Large Dutch pension schemes edge closer to indexation

The funding ratios of the Netherlands’ largest five pension funds have reached their highest levels since 2008. Civil service scheme ABP recorded the largest rise to 117.4% in March as it benefited from its relatively low interest rate hedge, bringing indexation within reach for the fund.

ABP’s funding ratio has risen by 6.8 percentage points since the start of the year while the other four large sector schemes also saw their funding ratios rise by 1.5 to 4.1 percentage points. The funding ratio rise was entirely due to an increase in interest rates as all five pension funds suffered losses on their investment portfolios.

Metal schemes PMT and PME lost 9% and 8%, respectively, while healthcare fund PFZW registered a return of -7% as equity and bond markets fell due to the war in Ukraine and soaring inflation. ABP managed to limit its losses to -4% thanks to a 27% return on its commodities portfolio.
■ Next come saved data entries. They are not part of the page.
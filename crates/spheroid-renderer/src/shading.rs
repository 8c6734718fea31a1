//! Flat per-triangle lighting with a fixed blue palette.

use spheroid_common::Color;
use spheroid_deform::Point3;

use crate::transform::math::{dot, normalize};

/// Light direction used when none is configured.
pub const DEFAULT_LIGHT_DIRECTION: Point3 = [0.5, -0.5, 0.7];

/// Floor for the diffuse term so faces turned away from the light stay visible.
pub const AMBIENT_INTENSITY: f64 = 0.1;

/// Absorbs rounding in unit-vector dot products before flooring.
const CHANNEL_EPSILON: f64 = 1e-9;

/// Directional light.
#[derive(Debug, Clone, Copy, PartialEq)]
pub struct Light {
    direction: Point3,
}

impl Light {
    /// Light along `(x, y, z)`, normalized. A zero vector falls back to the default.
    pub fn new(x: f64, y: f64, z: f64) -> Self {
        let direction = normalize([x, y, z]);
        if direction == [0.0; 3] {
            tracing::warn!(x, y, z, "zero light direction, using default");
            return Self::default();
        }
        Self { direction }
    }

    pub fn from_direction(direction: Point3) -> Self {
        Self::new(direction[0], direction[1], direction[2])
    }

    pub fn direction(&self) -> Point3 {
        self.direction
    }

    /// Diffuse intensity for a unit face normal, in `[0.1, 1]`.
    pub fn intensity(&self, normal: Point3) -> f64 {
        dot(normal, self.direction).max(AMBIENT_INTENSITY)
    }

    /// Fill color for a unit face normal.
    pub fn shade(&self, normal: Point3) -> Color {
        palette(self.intensity(normal))
    }
}

impl Default for Light {
    fn default() -> Self {
        let [x, y, z] = normalize(DEFAULT_LIGHT_DIRECTION);
        Self {
            direction: [x, y, z],
        }
    }
}

/// Map an intensity to the blue-dominant surface color.
pub fn palette(intensity: f64) -> Color {
    let channel = |v: f64| (v + CHANNEL_EPSILON).floor().clamp(0.0, 255.0) as u8;
    Color::rgb(
        channel(40.0 * intensity),
        channel(120.0 * intensity),
        channel(120.0 + 135.0 * intensity),
    )
}

#[cfg(test)]
mod tests {
    use super::*;

    #[test]
    fn default_light_is_normalized_default_direction() {
        let light = Light::default();
        let d = light.direction();
        let len = (d[0] * d[0] + d[1] * d[1] + d[2] * d[2]).sqrt();
        assert!((len - 1.0).abs() < 1e-12);
        assert!((d[0] / d[2] - 0.5 / 0.7).abs() < 1e-12);
    }

    #[test]
    fn facing_light_is_full_intensity() {
        let light = Light::default();
        let n = light.direction();
        assert!((light.intensity(n) - 1.0).abs() < 1e-12);
        assert_eq!(light.shade(n), Color::rgb(40, 120, 255));
    }

    #[test]
    fn facing_away_is_clamped_to_ambient() {
        let light = Light::default();
        let d = light.direction();
        let n = [-d[0], -d[1], -d[2]];
        assert_eq!(light.intensity(n), AMBIENT_INTENSITY);
        assert_eq!(light.shade(n), Color::rgb(4, 12, 133));
    }

    #[test]
    fn new_normalizes_input() {
        let light = Light::new(0.0, 0.0, 5.0);
        assert_eq!(light.direction(), [0.0, 0.0, 1.0]);
        assert!((light.intensity([0.0, 0.0, 1.0]) - 1.0).abs() < 1e-12);
    }

    #[test]
    fn zero_direction_falls_back_to_default() {
        assert_eq!(Light::new(0.0, 0.0, 0.0), Light::default());
    }

    #[test]
    fn palette_floors_channels() {
        assert_eq!(palette(0.5), Color::rgb(20, 60, 187));
        assert_eq!(palette(1.0), Color::rgb(40, 120, 255));
    }
}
The rise of the actuarial interest rate for pension funds from 0.6% to 1.1% more than compensated for the investment losses.

According to calculations by PFZW, the higher interest rates translated into an increase of its funding ratio by 11 percentage points, of which half was neutralised by the fund’s interest rate hedge. The losses suffered on its investment portfolio cost the fund another 1.8 percentage points.